New and Selected Poems

Samuel Menashe

CD / ISBN: 1-892494-46-9--sold out
Audience: Adult General

Samuel Menashe
Librado Romero/The New York Times

Samuel Menashe was born in New York City in 1925. In 1943 he enlisted and was sent to the Infantry School in Fort Benning, Georgia. After training in England, his division (the 87th) fought in France, Belgium (The Battle of the Bulge), and Germany. In 1950 he was awarded a doctorat d’université by the Sorbonne.

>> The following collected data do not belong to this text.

use opentelemetry::KeyValue;
use opentelemetry_otlp::WithExportConfig;
use opentelemetry_sdk::{Resource, runtime, trace as sdktrace};
use tracing_subscriber::{layer::SubscriberExt, util::SubscriberInitExt};

/// Install the global subscriber: env filter, JSON logs and, when an OTLP
/// endpoint is configured, span export to the collector.
///
/// `RUST_LOG` takes precedence over `log_level`. Calling this twice is a
/// no-op for the second call.
pub fn init_tracing(service_name: &str, log_level: &str, otlp_endpoint: Option<&str>) {
    let env_filter = tracing_subscriber::EnvFilter::try_from_default_env()
        .unwrap_or_else(|_| tracing_subscriber::EnvFilter::new(log_level));

    let telemetry = otlp_endpoint
        .filter(|endpoint| !endpoint.is_empty())
        .and_then(|endpoint| match otlp_tracer(service_name, endpoint) {
            Ok(tracer) => Some(tracing_opentelemetry::layer().with_tracer(tracer)),
            Err(e) => {
                eprintln!(
                    "Failed to initialize OTLP tracer for service '{}' at endpoint '{}': {}",
                    service_name, endpoint, e
                );
                None
            }
        });

    let result = tracing_subscriber::registry()
        .with(env_filter)
        .with(telemetry)
        .with(
            tracing_subscriber::fmt::layer()
                .with_file(true)
                .with_line_number(true)
                .json()
                .flatten_event(true),
        )
        .try_init();

    if let Err(e) = result {
        eprintln!("Tracing subscriber already installed: {}", e);
    }
}

fn otlp_tracer(
    service_name: &str,
    otlp_endpoint: &str,
) -> Result<sdktrace::Tracer, opentelemetry::trace::TraceError> {
    let otlp_exporter = opentelemetry_otlp::new_exporter()
        .tonic()
        .with_endpoint(otlp_endpoint);

    opentelemetry_otlp::new_pipeline()
        .tracing()
        .with_exporter(otlp_exporter)
        .with_trace_config(sdktrace::config().with_resource(Resource::new(vec![
            KeyValue::new("service.name", service_name.to_string()),
        ])))
        .install_batch(runtime::Tokio)
}
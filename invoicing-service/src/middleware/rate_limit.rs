//! Per-plan hourly request limits backed by the usage log.
//!
//! Every admitted request appends an `api_request_<path>` row; the limit
//! check counts those rows over the trailing hour. Check and append are
//! separate statements, so concurrent requests can both be admitted.

use axum::{
    extract::{Request, State},
    http::HeaderValue,
    middleware::Next,
    response::Response,
};
use chrono::{Duration, Utc};
use serde_json::json;
use service_core::error::AppError;

use crate::middleware::auth::AuthUser;
use crate::models::CreateUsageLog;
use crate::services::metrics::{record_rate_limit, record_usage_event};
use crate::services::subscribed_plan;
use crate::services::usage::API_REQUEST_PREFIX;
use crate::startup::AppState;

const WINDOW_SECS: i64 = 3600;
const DEFAULT_TIER: PlanTier = PlanTier::Starter;

/// Endpoints with their own bucket. Anything else falls into `default`.
pub const LIMITED_ENDPOINTS: [&str; 3] = ["/api/invoices", "/api/clients", "/api/dashboard"];

#[derive(Debug, Clone, Copy, PartialEq, Eq)]
pub enum PlanTier {
    Starter,
    Pro,
    Business,
}

impl PlanTier {
    /// Case-insensitive; unknown names get starter limits.
    pub fn from_plan_name(name: &str) -> Self {
        match name.trim().to_ascii_lowercase().as_str() {
            "pro" => PlanTier::Pro,
            "business" => PlanTier::Business,
            _ => DEFAULT_TIER,
        }
    }

    pub fn as_str(&self) -> &'static str {
        match self {
            PlanTier::Starter => "starter",
            PlanTier::Pro => "pro",
            PlanTier::Business => "business",
        }
    }

    /// Requests per hour for `endpoint`, where `None` is the default bucket.
    pub fn limit(&self, endpoint: Option<&str>) -> i64 {
        match (self, endpoint) {
            (PlanTier::Starter, Some("/api/invoices")) => 50,
            (PlanTier::Starter, Some("/api/clients")) => 20,
            (PlanTier::Starter, Some("/api/dashboard")) => 100,
            (PlanTier::Starter, _) => 30,
            (PlanTier::Pro, Some("/api/invoices")) => 200,
            (PlanTier::Pro, Some("/api/clients")) => 100,
            (PlanTier::Pro, Some("/api/dashboard")) => 500,
            (PlanTier::Pro, _) => 150,
            (PlanTier::Business, Some("/api/invoices")) => 1000,
            (PlanTier::Business, Some("/api/clients")) => 500,
            (PlanTier::Business, Some("/api/dashboard")) => 2000,
            (PlanTier::Business, _) => 500,
        }
    }
}

/// Bucket a request path is counted against.
#[derive(Debug, Clone, PartialEq, Eq)]
pub struct Bucket {
    /// Matched table endpoint, `None` for the default bucket.
    pub endpoint: Option<&'static str>,
    /// Key of the usage rows: the request path as received.
    pub key: String,
}

impl Bucket {
    pub fn feature_type(&self) -> String {
        format!("{}{}", API_REQUEST_PREFIX, self.key)
    }
}

/// Only exact table paths get their endpoint limit. Everything else,
/// including `/api/invoices/:id` and `/api/dashboard/kpi`, gets the default
/// limit and is counted under its own path.
pub fn resolve_bucket(path: &str) -> Bucket {
    Bucket {
        endpoint: LIMITED_ENDPOINTS.into_iter().find(|endpoint| *endpoint == path),
        key: path.to_string(),
    }
}

/// Runs after [`auth_middleware`](super::auth::auth_middleware).
pub async fn rate_limit_middleware(
    State(state): State<AppState>,
    req: Request,
    next: Next,
) -> Result<Response, AppError> {
    if !state.config.limits.rate_limit_enabled {
        return Ok(next.run(req).await);
    }

    let Some(user) = req.extensions().get::<AuthUser>().cloned() else {
        return Ok(next.run(req).await);
    };

    let tier = subscribed_plan(state.store.as_ref(), user.id())
        .await?
        .map(|(_, plan)| PlanTier::from_plan_name(&plan.name))
        .unwrap_or(DEFAULT_TIER);

    let bucket = resolve_bucket(req.uri().path());
    let feature_type = bucket.feature_type();
    let limit = tier.limit(bucket.endpoint);

    let now = Utc::now();
    let reset_time = (now + Duration::seconds(WINDOW_SECS)).timestamp();
    let used = state
        .store
        .count_usage(user.id(), &feature_type, now - Duration::seconds(WINDOW_SECS))
        .await?;

    if used >= limit {
        record_rate_limit(tier.as_str(), false);
        tracing::info!(
            user_id = %user.id(),
            plan = tier.as_str(),
            endpoint = %bucket.key,
            limit,
            "Rate limit exceeded"
        );
        return Err(AppError::RateLimited { limit, reset_time });
    }

    record_rate_limit(tier.as_str(), true);

    let logged = state
        .store
        .record_usage(CreateUsageLog {
            user_id: user.id().to_string(),
            feature_type: feature_type.clone(),
            count: 1,
            metadata: Some(json!({
                "endpoint": bucket.key,
                "method": req.method().as_str(),
            })),
        })
        .await;
    record_usage_event(&feature_type, logged.is_ok());
    if let Err(e) = logged {
        tracing::warn!(error = %e, user_id = %user.id(), "Failed to log API request");
    }

    let mut res = next.run(req).await;

    let remaining = (limit - used - 1).max(0);
    let headers = res.headers_mut();
    headers.insert("x-ratelimit-limit", HeaderValue::from(limit));
    headers.insert("x-ratelimit-remaining", HeaderValue::from(remaining));
    headers.insert("x-ratelimit-reset", HeaderValue::from(reset_time));

    Ok(res)
}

His first book, The Many Named Beloved, was published in London in 1961.

Poems

Pity us
By the sea
On the sands
So briefly

AT A STANDSTILL
for Dana Gioia

That statue, that cast
Of my solitude
Has found its niche
In this kitchen
Where I do not eat
Where the bathtub stands
Upon cat feet--
I did not advance
I cannot retreat

THE SHRINE WHOSE SHAPE I AM

The shrine whose shape I am
Has a fringe of fire
Flames skirt my skin

There is no Jerusalem but this
Breathed in flesh by shameless love
Built high upon the tides of blood
I believe the Prophets and Blake
And like David I bless myself
With all my might

I know many hills were holy once
But now in the level lands to live
Zion ground down must become marrow
Thus in my bones I am the King’s son
And through death’s domain I go
Making my own procession

New York Times (Published: October 10, 2003)

A Shoe That Fits: A Bohemian Poet's Life
by Julie Salamon

Don't make me seem too picturesque," Samuel Menashe urged, making a difficult request.

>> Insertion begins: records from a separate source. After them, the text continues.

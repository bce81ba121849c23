//! Subscription, plan catalog and usage handlers.

use axum::extract::{Json, Path, State};
use chrono::{DateTime, Duration, Months, Utc};
use serde_json::json;
use service_core::error::AppError;

use crate::dtos::subscription::{
    ChangeSubscriptionRequest, CurrentUsage, FeatureCheckResponse, PlanLimits, PlanSummary,
    PlansResponse, SubscriptionResponse, SubscriptionStatusResponse, UsagePeriod, UsageResponse,
};
use crate::middleware::auth::AuthUser;
use crate::middleware::feature_gate::is_feature_allowed;
use crate::models::{SubscriptionStatus, UpsertSubscription, UsageLog};
use crate::services::subscribed_plan;
use crate::services::usage::{month_start, IMAGE_GENERATED, MESSAGE_SENT, SUBSCRIPTION_CHANGED};
use crate::startup::AppState;
use crate::utils::ValidatedJson;

fn subscription_not_found() -> AppError {
    AppError::NotFound(anyhow::anyhow!("Subscription not found"))
}

fn one_month_from(now: DateTime<Utc>) -> DateTime<Utc> {
    now.checked_add_months(Months::new(1))
        .unwrap_or(now + Duration::days(30))
}

/// Sum of `count` over rows of one feature type.
fn usage_total(logs: &[UsageLog], feature_type: &str) -> i64 {
    logs.iter()
        .filter(|log| log.feature_type == feature_type)
        .map(|log| i64::from(log.count))
        .sum()
}

/// GET /api/subscription/status
pub async fn subscription_status(
    State(state): State<AppState>,
    user: AuthUser,
) -> Result<Json<SubscriptionStatusResponse>, AppError> {
    let (subscription, plan) = subscribed_plan(state.store.as_ref(), user.id())
        .await?
        .ok_or_else(subscription_not_found)?;

    Ok(Json(SubscriptionStatusResponse { subscription, plan }))
}

/// POST /api/subscription/change
///
/// Subscribes the caller to `plan_id`. A canceled subscription is
/// reactivated for a fresh one-month period.
pub async fn change_subscription(
    State(state): State<AppState>,
    user: AuthUser,
    ValidatedJson(req): ValidatedJson<ChangeSubscriptionRequest>,
) -> Result<Json<SubscriptionResponse>, AppError> {
    let plan = state
        .store
        .get_plan(req.plan_id.trim())
        .await?
        .ok_or_else(|| AppError::NotFound(anyhow::anyhow!("Plan not found")))?;

    let now = Utc::now();
    let existing = state.store.get_subscription(user.id()).await?;
    let old_plan_id = existing.as_ref().map(|sub| sub.plan_id.clone());

    let input = match existing {
        Some(sub) if SubscriptionStatus::from_string(&sub.status) != SubscriptionStatus::Canceled => {
            UpsertSubscription {
                plan_id: plan.id.clone(),
                ..UpsertSubscription::from_existing(&sub)
            }
        }
        _ => UpsertSubscription {
            user_id: user.id().to_string(),
            plan_id: plan.id.clone(),
            status: SubscriptionStatus::Active,
            current_period_end: one_month_from(now),
            trial_end: None,
            canceled_at: None,
        },
    };

    let subscription = state.store.upsert_subscription(input).await?;

    state
        .usage
        .track(
            user.id(),
            SUBSCRIPTION_CHANGED,
            Some(json!({ "old_plan_id": old_plan_id, "new_plan_id": plan.id })),
        )
        .await;

    tracing::info!(
        user_id = %user.id(),
        plan = %plan.name,
        status = %subscription.status,
        "Subscription changed"
    );

    Ok(Json(SubscriptionResponse {
        message: "Subscription updated successfully".to_string(),
        subscription,
    }))
}

/// POST /api/subscription/cancel
pub async fn cancel_subscription(
    State(state): State<AppState>,
    user: AuthUser,
) -> Result<Json<SubscriptionResponse>, AppError> {
    let existing = state
        .store
        .get_subscription(user.id())
        .await?
        .ok_or_else(subscription_not_found)?;

    let subscription = state
        .store
        .upsert_subscription(UpsertSubscription {
            status: SubscriptionStatus::Canceled,
            canceled_at: Some(Utc::now()),
            ..UpsertSubscription::from_existing(&existing)
        })
        .await?;

    tracing::info!(user_id = %user.id(), plan_id = %subscription.plan_id, "Subscription canceled");

    Ok(Json(SubscriptionResponse {
        message: "Subscription canceled successfully".to_string(),
        subscription,
    }))
}

/// GET /api/subscription/usage
///
/// Month-to-date usage against the current plan's limits.
pub async fn subscription_usage(
    State(state): State<AppState>,
    user: AuthUser,
) -> Result<Json<UsageResponse>, AppError> {
    let (subscription, plan) = subscribed_plan(state.store.as_ref(), user.id())
        .await?
        .ok_or_else(subscription_not_found)?;

    let start = month_start(Utc::now());
    let logs = state.store.list_usage(user.id(), start).await?;

    let current_usage = CurrentUsage {
        invoices_created: state.store.count_invoices(user.id(), Some(start)).await?,
        clients_created: state.store.count_clients(user.id(), Some(start)).await?,
        messages_sent: usage_total(&logs, MESSAGE_SENT),
        images_generated: usage_total(&logs, IMAGE_GENERATED),
    };

    Ok(Json(UsageResponse {
        current_usage,
        limits: PlanLimits::from(&plan),
        period: UsagePeriod {
            start,
            end: subscription.current_period_end,
        },
    }))
}

/// GET /api/subscription/plans
pub async fn list_plans(State(state): State<AppState>) -> Result<Json<PlansResponse>, AppError> {
    let plans = state.store.list_plans().await?;
    if plans.is_empty() {
        return Err(AppError::NotFound(anyhow::anyhow!("No plans available")));
    }

    Ok(Json(PlansResponse {
        plans: plans.into_iter().map(PlanSummary::from).collect(),
    }))
}

/// GET /api/subscription/features/:feature
pub async fn check_feature(
    State(state): State<AppState>,
    user: AuthUser,
    Path(feature): Path<String>,
) -> Result<Json<FeatureCheckResponse>, AppError> {
    let plan = subscribed_plan(state.store.as_ref(), user.id())
        .await?
        .map(|(_, plan)| plan);

    let allowed = plan
        .as_ref()
        .is_some_and(|plan| is_feature_allowed(&feature, plan));

    Ok(Json(FeatureCheckResponse {
        feature,
        allowed,
        current_plan: plan.map(|plan| plan.name),
    }))
}
pub mod validation;

pub use validation::ValidatedJson;
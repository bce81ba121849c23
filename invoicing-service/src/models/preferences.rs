use chrono::{DateTime, Utc};
use serde::{Deserialize, Serialize};
use sqlx::FromRow;

#[derive(Debug, Clone, Serialize, Deserialize, FromRow)]
pub struct UserPreferences {
    pub id: String,
    pub user_id: String,
    pub theme: String,
    pub language: String,
    pub email_notifications: bool,
    pub push_notifications: bool,
    pub marketing_emails: bool,
    pub weekly_reports: bool,
    pub security_alerts: bool,
    pub currency: String,
    pub timezone: String,
    pub created_at: DateTime<Utc>,
    pub updated_at: DateTime<Utc>,
}

/// Full set of preference values written by an upsert.
#[derive(Debug, Clone, PartialEq, Eq)]
pub struct PreferencesInput {
    pub theme: String,
    pub language: String,
    pub email_notifications: bool,
    pub push_notifications: bool,
    pub marketing_emails: bool,
    pub weekly_reports: bool,
    pub security_alerts: bool,
    pub currency: String,
    pub timezone: String,
}

impl Default for PreferencesInput {
    fn default() -> Self {
        Self {
            theme: "light".to_string(),
            language: "en".to_string(),
            email_notifications: true,
            push_notifications: true,
            marketing_emails: false,
            weekly_reports: true,
            security_alerts: true,
            currency: "USD".to_string(),
            timezone: "UTC".to_string(),
        }
    }
}

impl From<&UserPreferences> for PreferencesInput {
    fn from(p: &UserPreferences) -> Self {
        Self {
            theme: p.theme.clone(),
            language: p.language.clone(),
            email_notifications: p.email_notifications,
            push_notifications: p.push_notifications,
            marketing_emails: p.marketing_emails,
            weekly_reports: p.weekly_reports,
            security_alerts: p.security_alerts,
            currency: p.currency.clone(),
            timezone: p.timezone.clone(),
        }
    }
}
//! Configuration module for invoicing-service.

use service_core::config as core_config;
use service_core::error::AppError;
use std::env;
use std::str::FromStr;

#[derive(Debug, Clone)]
pub struct InvoicingConfig {
    pub common: core_config::Config,
    pub service_name: String,
    pub service_version: String,
    pub log_level: String,
    pub otlp_endpoint: Option<String>,
    pub storage: StorageBackend,
    /// Present when `storage` is Postgres.
    pub database: Option<DatabaseConfig>,
    pub cors: CorsConfig,
    pub limits: LimitsConfig,
}

#[derive(Debug, Clone, Copy, PartialEq, Eq)]
pub enum StorageBackend {
    Postgres,
    Memory,
}

impl FromStr for StorageBackend {
    type Err = AppError;

    fn from_str(s: &str) -> Result<Self, Self::Err> {
        match s.trim().to_ascii_lowercase().as_str() {
            "postgres" | "postgresql" => Ok(StorageBackend::Postgres),
            "memory" => Ok(StorageBackend::Memory),
            other => Err(AppError::ConfigError(anyhow::anyhow!(
                "Unknown STORAGE_BACKEND '{}', expected 'postgres' or 'memory'",
                other
            ))),
        }
    }
}

#[derive(Debug, Clone)]
pub struct DatabaseConfig {
    pub url: String,
    pub max_connections: u32,
    pub min_connections: u32,
}

#[derive(Debug, Clone)]
pub struct CorsConfig {
    pub allowed_origins: Vec<String>,
}

/// Switches for the plan-based request limits and the usage log.
#[derive(Debug, Clone)]
pub struct LimitsConfig {
    pub rate_limit_enabled: bool,
    pub usage_tracking_enabled: bool,
    pub plan_quotas_enabled: bool,
    pub trial_days: i64,
}

impl Default for LimitsConfig {
    fn default() -> Self {
        Self {
            rate_limit_enabled: true,
            usage_tracking_enabled: true,
            plan_quotas_enabled: false,
            trial_days: 14,
        }
    }
}

impl InvoicingConfig {
    pub fn from_env() -> Result<Self, AppError> {
        let common = core_config::Config::load()?;

        let storage = match env::var("STORAGE_BACKEND") {
            Ok(value) => value.parse()?,
            Err(_) => StorageBackend::Postgres,
        };

        let database = match storage {
            StorageBackend::Postgres => Some(DatabaseConfig {
                url: env::var("DATABASE_URL").map_err(|_| {
                    AppError::ConfigError(anyhow::anyhow!("DATABASE_URL is required"))
                })?,
                max_connections: env::var("DATABASE_MAX_CONNECTIONS")
                    .ok()
                    .and_then(|s| s.parse().ok())
                    .unwrap_or(10),
                min_connections: env::var("DATABASE_MIN_CONNECTIONS")
                    .ok()
                    .and_then(|s| s.parse().ok())
                    .unwrap_or(2),
            }),
            StorageBackend::Memory => None,
        };

        let defaults = LimitsConfig::default();

        Ok(Self {
            common,
            service_name: env::var("SERVICE_NAME")
                .unwrap_or_else(|_| "invoicing-service".to_string()),
            service_version: env::var("SERVICE_VERSION")
                .unwrap_or_else(|_| env!("CARGO_PKG_VERSION").to_string()),
            log_level: env::var("LOG_LEVEL").unwrap_or_else(|_| "info".to_string()),
            otlp_endpoint: env::var("OTLP_ENDPOINT").ok().filter(|s| !s.is_empty()),
            storage,
            database,
            cors: CorsConfig {
                allowed_origins: parse_origins(
                    &env::var("CORS_ALLOWED_ORIGINS")
                        .unwrap_or_else(|_| "http://localhost:5173".to_string()),
                ),
            },
            limits: LimitsConfig {
                rate_limit_enabled: env_flag("RATE_LIMIT_ENABLED", defaults.rate_limit_enabled),
                usage_tracking_enabled: env_flag(
                    "USAGE_TRACKING_ENABLED",
                    defaults.usage_tracking_enabled,
                ),
                plan_quotas_enabled: env_flag("PLAN_QUOTAS_ENABLED", defaults.plan_quotas_enabled),
                trial_days: env::var("TRIAL_DAYS")
                    .ok()
                    .and_then(|s| s.parse().ok())
                    .filter(|days: &i64| *days >= 0)
                    .unwrap_or(defaults.trial_days),
            },
        })
    }

    /// In-memory configuration on an ephemeral port, used by the test harness.
    pub fn for_memory() -> Self {
        Self {
            common: core_config::Config {
                port: 0,
                ..core_config::Config::default()
            },
            service_name: "invoicing-service".to_string(),
            service_version: env!("CARGO_PKG_VERSION").to_string(),
            log_level: "info".to_string(),
            otlp_endpoint: None,
            storage: StorageBackend::Memory,
            database: None,
            cors: CorsConfig {
                allowed_origins: vec!["http://localhost:5173".to_string()],
            },
            limits: LimitsConfig::default(),
        }
    }
}

fn env_flag(name: &str, default: bool) -> bool {
    env::var(name)
        .ok()
        .and_then(|v| match v.trim().to_ascii_lowercase().as_str() {
            "1" | "true" | "yes" | "on" => Some(true),
            "0" | "false" | "no" | "off" => Some(false),
            _ => None,
        })
        .unwrap_or(default)
}

fn parse_origins(raw: &str) -> Vec<String> {
    raw.split(',')
        .map(str::trim)
        .filter(|s| !s.is_empty())
        .map(str::to_string)
        .collect()
}
use serde::{Deserialize, Serialize};
use service_core::error::AppError;
use validator::Validate;

use crate::models::{PreferencesInput, UpdateUser, User, UserPreferences};

/// Empty fields are left unchanged.
#[derive(Debug, Default, Deserialize, Validate)]
pub struct UpdateProfileRequest {
    #[serde(default)]
    pub display_name: String,
    #[serde(default)]
    pub email: String,
    #[serde(default)]
    pub profile_image: String,
}

impl UpdateProfileRequest {
    pub fn into_update(self) -> Result<UpdateUser, AppError> {
        let email = self.email.trim().to_string();
        if !email.is_empty() && (email.len() < 5 || !email.contains('@')) {
            return Err(AppError::BadRequest(anyhow::anyhow!("Invalid email format")));
        }

        let non_empty = |s: String| if s.is_empty() { None } else { Some(s) };
        Ok(UpdateUser {
            email: non_empty(email),
            display_name: non_empty(self.display_name),
            profile_image: non_empty(self.profile_image),
        })
    }
}

#[derive(Debug, Serialize)]
pub struct ProfileResponse {
    pub message: String,
    pub user: User,
}

/// Empty strings and missing flags keep the current value (or the default
/// when the user has no preferences yet).
#[derive(Debug, Default, Deserialize, Validate)]
pub struct UpdatePreferencesRequest {
    #[serde(default)]
    pub theme: String,
    #[serde(default)]
    pub language: String,
    pub email_notifications: Option<bool>,
    pub push_notifications: Option<bool>,
    pub marketing_emails: Option<bool>,
    pub weekly_reports: Option<bool>,
    pub security_alerts: Option<bool>,
    #[serde(default)]
    pub currency: String,
    #[serde(default)]
    pub timezone: String,
}

impl UpdatePreferencesRequest {
    pub fn merge_into(self, mut base: PreferencesInput) -> PreferencesInput {
        let set = |target: &mut String, value: String| {
            if !value.trim().is_empty() {
                *target = value;
            }
        };
        set(&mut base.theme, self.theme);
        set(&mut base.language, self.language);
        set(&mut base.currency, self.currency);
        set(&mut base.timezone, self.timezone);

        if let Some(v) = self.email_notifications {
            base.email_notifications = v;
        }
        if let Some(v) = self.push_notifications {
            base.push_notifications = v;
        }
        if let Some(v) = self.marketing_emails {
            base.marketing_emails = v;
        }
        if let Some(v) = self.weekly_reports {
            base.weekly_reports = v;
        }
        if let Some(v) = self.security_alerts {
            base.security_alerts = v;
        }
        base
    }
}

#[derive(Debug, Serialize)]
pub struct PreferencesResponse {
    pub message: String,
    pub preferences: UserPreferences,
}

It is tempting to regard Mr. Menashe as an heirloom from a more colorful era. He is a poet, both lauded and obscure, who has lived in the same Greenwich Village tenement apartment on lower Thompson Street since 1956. His rent was $29 a month when he moved in. It has been raised since then, but is still a small fraction of what his newer neighbors pay.

Mr. Menashe remains a striking figure at 78, speaking with a resonant voice, his leonine silver hair swept back from his forehead. He frequently illustrates a conversational point by reciting, with elegant diction, one of his own short poems — which Stephen Spender once described, in The New York Review of Books, as "intense and clear as diamonds." There is neither computer nor typewriter in his apartment on the fifth floor of a walk-up building; Mr. Menashe composes his poetry with a pen, often in Central Park, to which he travels several times a week by subway.

"I suppose I am a classic bohemian," he admitted, sitting on a sagging couch in one of his three tiny rooms.

The ancient bathtub, perched on legs, stands in the kitchen, near a large refrigerator that Mr. Menashe has unplugged and uses as a storage closet. (He has a small refrigerator, containing food, in the living room.)

It's a light, airy space packed with phenomenal clutter, mainly books and papers. The walls, which haven't been painted in 25 years, are decorated with lively paintings, works of friends. Near the center of the room is a large, unlikely burst of greenery, a tree produced from seeds that Mr. Menashe saved from a grapefruit he had eaten.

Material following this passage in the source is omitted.